◆ **REQUIRED ACTION**: Copy out every line of the records where the string "Slot" occurs.

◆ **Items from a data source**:
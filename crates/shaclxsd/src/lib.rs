//! # shaclxsd - SHACL to XML Schema
//!
//! Converts a SHACL shapes graph, written in Turtle, into an XSD document.
//!
//! ## Quick Start
//!
//! ```rust,no_run
//! use shaclxsd::prelude::*;
//!
//! fn main() -> Result<()> {
//!     let turtle = std::fs::read_to_string("shapes.ttl")?;
//!     let xsd = shaclxsd::convert_turtle(&turtle, &ConversionConfig::default())?;
//!     std::fs::write("shapes.ttl.xsd", xsd)?;
//!     Ok(())
//! }
//! ```
//!
//! ## Architecture
//!
//! - **`shaclxsd-core`**: RDF terms, an indexed triple store and the Turtle loader
//! - **`shaclxsd-xsd`**: Arena-indexed XSD tree and its XML renderer
//! - **`shaclxsd-lower`**: Node/property shape lowering, the heart of the converter
//! - **`shaclxsd-cli`**: Command-line interface
//!
//! ## Feature Flags
//!
//! - `full` (default): All crates included
//! - `core`: Term model, store and Turtle loader
//! - `xsd`: Schema tree and renderer
//! - `lower`: Lowering engine (pulls in `core` and `xsd`)
//! - `cli`: Command-line tools

// Re-export all public APIs from sub-crates (feature-gated)

#[cfg(feature = "shaclxsd-core")]
pub use shaclxsd_core as core;

#[cfg(feature = "shaclxsd-xsd")]
pub use shaclxsd_xsd as xsd;

#[cfg(feature = "shaclxsd-lower")]
pub use shaclxsd_lower as lower;

#[cfg(feature = "shaclxsd-cli")]
pub use shaclxsd_cli as cli;

// Convenience re-exports for common types (feature-gated)
#[cfg(feature = "shaclxsd-core")]
pub use shaclxsd_core::{parse_turtle, CoreError, GraphStore, ShapeGraph, Term};

#[cfg(feature = "shaclxsd-xsd")]
pub use shaclxsd_xsd::{render, XsdDocument, XsdError};

#[cfg(feature = "shaclxsd-lower")]
pub use shaclxsd_lower::{convert, ConversionConfig, ConversionSummary};

// Commonly used external dependencies
pub use anyhow;
pub use serde;
pub use serde_json;

/// Prelude module for convenient imports
///
/// ```rust
/// use shaclxsd::prelude::*;
/// ```
pub mod prelude {
    #[cfg(feature = "shaclxsd-core")]
    pub use crate::core::{GraphStore, ShapeGraph, Term, Triple};

    #[cfg(feature = "shaclxsd-xsd")]
    pub use crate::xsd::{XsdDocument, XsdNode};

    #[cfg(feature = "shaclxsd-lower")]
    pub use crate::lower::{convert, ConversionConfig};

    // Common external types
    pub use anyhow::Result;
    pub use serde::{Deserialize, Serialize};
    pub use serde_json::Value;
}

/// Parse Turtle, lower its shapes and render the schema
#[cfg(all(feature = "shaclxsd-core", feature = "shaclxsd-xsd", feature = "shaclxsd-lower"))]
pub fn convert_turtle(turtle: &str, config: &ConversionConfig) -> anyhow::Result<String> {
    use anyhow::Context;

    let store = parse_turtle(turtle).context("failed to parse shapes graph")?;
    let document = convert(&store, config);
    let xml = render(&document).context("failed to render schema")?;
    tracing::debug!(triples = store.len(), bytes = xml.len(), "converted turtle shapes");
    Ok(xml)
}

// Version information
/// Current version of shaclxsd
pub const VERSION: &str = env!("CARGO_PKG_VERSION");

/// Basic system information, as reported by `shaclxsd info`
pub fn health_check() -> serde_json::Value {
    serde_json::json!({
        "status": "healthy",
        "version": VERSION,
        "modules": {
            "core": cfg!(feature = "shaclxsd-core"),
            "xsd": cfg!(feature = "shaclxsd-xsd"),
            "lower": cfg!(feature = "shaclxsd-lower"),
            "cli": cfg!(feature = "shaclxsd-cli"),
        }
    })
}
#[cfg(test)]
mod tests {
    use super::*;
    use crate::registry::Slot;
    use crate::ConversionConfig;
    use shaclxsd_core::vocab::{rdf, sh, xsd};
    use shaclxsd_core::GraphStore;

    const EX: &str = "http://example.org/";

    fn node_shape(store: &mut GraphStore, name: &str) -> Term {
        let shape = Term::iri(format!("{}NodeShape/{}", EX, name));
        store.add(shape.clone(), rdf::TYPE, Term::iri(sh::NODE_SHAPE));
        shape
    }

    fn property_shape(store: &mut GraphStore, name: &str, datatype: &str) -> Term {
        let shape = Term::iri(format!("{}PropertyShape/{}", EX, name));
        store.add(shape.clone(), rdf::TYPE, Term::iri(sh::PROPERTY_SHAPE));
        store.add(
            shape.clone(),
            sh::PATH,
            Term::iri(format!("{}{}", EX, name.trim_start_matches('@'))),
        );
        store.add(shape.clone(), sh::DATATYPE, Term::iri(datatype));
        shape
    }

    fn add_list(store: &mut GraphStore, subject: &Term, predicate: &str, items: &[Term]) {
        let cells: Vec<Term> = (0..items.len())
            .map(|i| Term::blank(format!("{}-{}-{}", subject.local_name(), predicate.len(), i)))
            .collect();
        store.add(
            subject.clone(),
            predicate,
            cells.first().cloned().unwrap_or_else(|| Term::iri(rdf::NIL)),
        );
        for (i, item) in items.iter().enumerate() {
            let rest = cells.get(i + 1).cloned().unwrap_or_else(|| Term::iri(rdf::NIL));
            store.add(cells[i].clone(), rdf::FIRST, item.clone());
            store.add(cells[i].clone(), rdf::REST, rest);
        }
    }

    #[test]
    fn test_lowering_twice_returns_same_node() {
        let mut store = GraphStore::new();
        let person = node_shape(&mut store, "Person");

        let config = ConversionConfig::default();
        let mut ctx = LoweringContext::new(&store, &config);
        let first = lower_node_shape(&mut ctx, &person);
        let second = lower_node_shape(&mut ctx, &person);

        assert!(first.is_some());
        assert_eq!(first, second);
        assert_eq!(ctx.types, vec![first.unwrap()]);
    }

    #[test]
    fn test_properties_go_into_all_group() {
        let mut store = GraphStore::new();
        let person = node_shape(&mut store, "Person");
        let name = property_shape(&mut store, "name", xsd::STRING);
        let id = property_shape(&mut store, "@id", xsd::STRING);
        store.add(person.clone(), sh::PROPERTY, name);
        store.add(person.clone(), sh::PROPERTY, id);

        let config = ConversionConfig::default();
        let mut ctx = LoweringContext::new(&store, &config);
        let node = lower_node_shape(&mut ctx, &person).unwrap();

        let ct = ctx.tree.complex_type(node).unwrap();
        assert_eq!(ct.name, "Person");
        assert_eq!(ct.base, None);
        assert_eq!(ct.body.len(), 1);
        assert!(matches!(ctx.tree.get(ct.body[0]), Some(XsdNode::All(_))));
        let children = ctx.tree.group_children(ct.body[0]).unwrap();
        assert_eq!(children.len(), 1);
        assert_eq!(ctx.tree.element(children[0]).unwrap().name.as_deref(), Some("name"));
        assert_eq!(ct.attributes.len(), 1);
        assert_eq!(ctx.tree.attribute(ct.attributes[0]).unwrap().name, "id");
    }

    #[test]
    fn test_base_is_lowered_first() {
        let mut store = GraphStore::new();
        let person = node_shape(&mut store, "Person");
        let employee = node_shape(&mut store, "Employee");
        store.add(employee.clone(), sh::NODE, person.clone());

        let config = ConversionConfig::default();
        let mut ctx = LoweringContext::new(&store, &config);
        let node = lower_node_shape(&mut ctx, &employee).unwrap();
        let base = ctx.registry.type_node(&person).unwrap();

        assert_eq!(ctx.types, vec![base, node]);
        assert_eq!(
            ctx.tree.complex_type(node).unwrap().base.as_deref(),
            Some("Person")
        );
    }

    #[test]
    fn test_cyclic_base_terminates_with_forward_reference() {
        let mut store = GraphStore::new();
        let a = node_shape(&mut store, "A");
        let b = node_shape(&mut store, "B");
        store.add(a.clone(), sh::NODE, b.clone());
        store.add(b.clone(), sh::NODE, a.clone());

        let config = ConversionConfig::default();
        let mut ctx = LoweringContext::new(&store, &config);
        let node_a = lower_node_shape(&mut ctx, &a).unwrap();
        let node_b = ctx.registry.type_node(&b).unwrap();

        assert_eq!(ctx.types, vec![node_b, node_a]);
        assert_eq!(ctx.tree.complex_type(node_b).unwrap().base.as_deref(), Some("A"));
        assert_eq!(ctx.tree.complex_type(node_a).unwrap().base.as_deref(), Some("B"));
        assert_eq!(ctx.registry.get(&a), Some(Slot::Done(Lowered::Type(node_a))));
    }

    #[test]
    fn test_self_reference_terminates() {
        let mut store = GraphStore::new();
        let a = node_shape(&mut store, "Loop");
        store.add(a.clone(), sh::NODE, a.clone());

        let config = ConversionConfig::default();
        let mut ctx = LoweringContext::new(&store, &config);
        let node = lower_node_shape(&mut ctx, &a).unwrap();
        assert_eq!(ctx.tree.complex_type(node).unwrap().base.as_deref(), Some("Loop"));
        assert_eq!(ctx.types.len(), 1);
    }

    #[test]
    fn test_undefined_base_is_referenced_not_fabricated() {
        let mut store = GraphStore::new();
        let child = node_shape(&mut store, "Child");
        store.add(child.clone(), sh::NODE, Term::iri(format!("{}NodeShape/Missing", EX)));

        let config = ConversionConfig::default();
        let mut ctx = LoweringContext::new(&store, &config);
        let node = lower_node_shape(&mut ctx, &child).unwrap();

        assert_eq!(ctx.types, vec![node]);
        assert_eq!(ctx.tree.complex_type(node).unwrap().base.as_deref(), Some("Missing"));
        assert_eq!(
            lower_node_shape(&mut ctx, &Term::iri(format!("{}NodeShape/Missing", EX))),
            None
        );
    }

    #[test]
    fn test_target_class_shortcut() {
        let mut store = GraphStore::new();
        let person = node_shape(&mut store, "Person");
        let employee = node_shape(&mut store, "Employee");
        store.add(employee.clone(), sh::NODE, person.clone());
        store.add(employee.clone(), sh::TARGET_CLASS, Term::iri(format!("{}Employee", EX)));

        let config = ConversionConfig::default();
        let mut ctx = LoweringContext::new(&store, &config);
        lower_node_shape(&mut ctx, &employee);

        assert_eq!(ctx.top_elements.len(), 1);
        let element = ctx.tree.element(ctx.top_elements[0]).unwrap();
        assert_eq!(element.name.as_deref(), Some("Employee"));
        assert_eq!(element.content, Content::Type("Person".to_string()));
    }

    #[test]
    fn test_target_class_with_own_properties_uses_own_type() {
        let mut store = GraphStore::new();
        let person = node_shape(&mut store, "Person");
        let employee = node_shape(&mut store, "Employee");
        let salary = property_shape(&mut store, "salary", xsd::DECIMAL);
        store.add(employee.clone(), sh::NODE, person);
        store.add(employee.clone(), sh::PROPERTY, salary);
        store.add(employee.clone(), sh::TARGET_CLASS, Term::iri(format!("{}Employee", EX)));

        let config = ConversionConfig::default();
        let mut ctx = LoweringContext::new(&store, &config);
        lower_node_shape(&mut ctx, &employee);

        let element = ctx.tree.element(ctx.top_elements[0]).unwrap();
        assert_eq!(element.content, Content::Type("Employee".to_string()));
    }

    #[test]
    fn test_xone_builds_choice_with_inline_properties_and_refs() {
        let mut store = GraphStore::new();
        let party = node_shape(&mut store, "Party");
        let person = node_shape(&mut store, "Person");
        let org_name = property_shape(&mut store, "orgName", xsd::STRING);
        let note = property_shape(&mut store, "note", xsd::STRING);
        add_list(&mut store, &party, sh::XONE, &[person.clone(), org_name]);
        store.add(party.clone(), sh::PROPERTY, note);

        let config = ConversionConfig::default();
        let mut ctx = LoweringContext::new(&store, &config);
        let node = lower_node_shape(&mut ctx, &party).unwrap();

        let ct = ctx.tree.complex_type(node).unwrap();
        assert_eq!(ct.body.len(), 1);
        assert!(matches!(ctx.tree.get(ct.body[0]), Some(XsdNode::Choice(_))));
        let children = ctx.tree.group_children(ct.body[0]).unwrap();
        assert_eq!(children.len(), 3);
        assert_eq!(
            ctx.tree.element(children[0]).unwrap().content,
            Content::Ref("Person".to_string())
        );
        assert_eq!(ctx.tree.element(children[1]).unwrap().name.as_deref(), Some("orgName"));
        assert_eq!(ctx.tree.element(children[2]).unwrap().name.as_deref(), Some("note"));

        let person_node = ctx.registry.type_node(&person).unwrap();
        assert_eq!(ctx.types, vec![person_node, node]);
    }

    #[test]
    fn test_scalar_or_becomes_union_and_elements_join_body() {
        let mut store = GraphStore::new();
        let value = node_shape(&mut store, "Value");
        store.add(Term::blank("i"), sh::DATATYPE, Term::iri(xsd::INTEGER));
        store.add(Term::blank("s"), sh::DATATYPE, Term::iri(xsd::STRING));
        add_list(&mut store, &value, sh::OR, &[Term::blank("i"), Term::blank("s")]);
        let unit = property_shape(&mut store, "unit", xsd::STRING);
        store.add(value.clone(), sh::PROPERTY, unit);

        let config = ConversionConfig::default();
        let mut ctx = LoweringContext::new(&store, &config);
        let node = lower_node_shape(&mut ctx, &value).unwrap();

        let ct = ctx.tree.complex_type(node).unwrap();
        assert_eq!(ct.body.len(), 2);
        let union = ctx
            .tree
            .union(ctx.tree.simple_type_content(ct.body[0]).unwrap())
            .unwrap();
        assert_eq!(union.member_types, vec!["integer", "string"]);
        assert_eq!(ctx.tree.element(ct.body[1]).unwrap().name.as_deref(), Some("unit"));
    }

    #[test]
    fn test_structural_or_becomes_choice() {
        let mut store = GraphStore::new();
        let contact = node_shape(&mut store, "Contact");
        let email = node_shape(&mut store, "Email");
        let phone = property_shape(&mut store, "phone", xsd::STRING);
        add_list(&mut store, &contact, sh::OR, &[email.clone(), phone]);

        let config = ConversionConfig::default();
        let mut ctx = LoweringContext::new(&store, &config);
        let node = lower_node_shape(&mut ctx, &contact).unwrap();

        let ct = ctx.tree.complex_type(node).unwrap();
        let children = ctx.tree.group_children(ct.body[0]).unwrap();
        assert!(matches!(ctx.tree.get(ct.body[0]), Some(XsdNode::Choice(_))));
        assert_eq!(
            ctx.tree.element(children[0]).unwrap().content,
            Content::Ref("Email".to_string())
        );
        assert!(ctx.registry.type_node(&email).is_some());
    }

    #[test]
    fn test_shared_property_is_one_node() {
        let mut store = GraphStore::new();
        let a = node_shape(&mut store, "A");
        let b = node_shape(&mut store, "B");
        let name = property_shape(&mut store, "name", xsd::STRING);
        store.add(a.clone(), sh::PROPERTY, name.clone());
        store.add(b.clone(), sh::PROPERTY, name);

        let config = ConversionConfig::default();
        let mut ctx = LoweringContext::new(&store, &config);
        let node_a = lower_node_shape(&mut ctx, &a).unwrap();
        let node_b = lower_node_shape(&mut ctx, &b).unwrap();

        let element_of = |node: NodeId| {
            let ct = ctx.tree.complex_type(node).unwrap();
            ctx.tree.group_children(ct.body[0]).unwrap()[0]
        };
        assert_eq!(element_of(node_a), element_of(node_b));
    }

    #[test]
    fn test_deep_chain_does_not_recurse() {
        let mut store = GraphStore::new();
        let shapes: Vec<Term> = (0..20_000)
            .map(|i| node_shape(&mut store, &format!("S{}", i)))
            .collect();
        for pair in shapes.windows(2) {
            store.add(pair[0].clone(), sh::NODE, pair[1].clone());
        }

        let config = ConversionConfig::default();
        let mut ctx = LoweringContext::new(&store, &config);
        let top = lower_node_shape(&mut ctx, &shapes[0]).unwrap();

        assert_eq!(ctx.types.len(), shapes.len());
        assert_eq!(ctx.types.last(), Some(&top));
    }
}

◆ **OUTPUT FOR THIS EXERCISE**:
    use crate::registry::Slot;
        assert_eq!(ctx.registry.get(&a), Some(Slot::Done(Lowered::Type(node_a))));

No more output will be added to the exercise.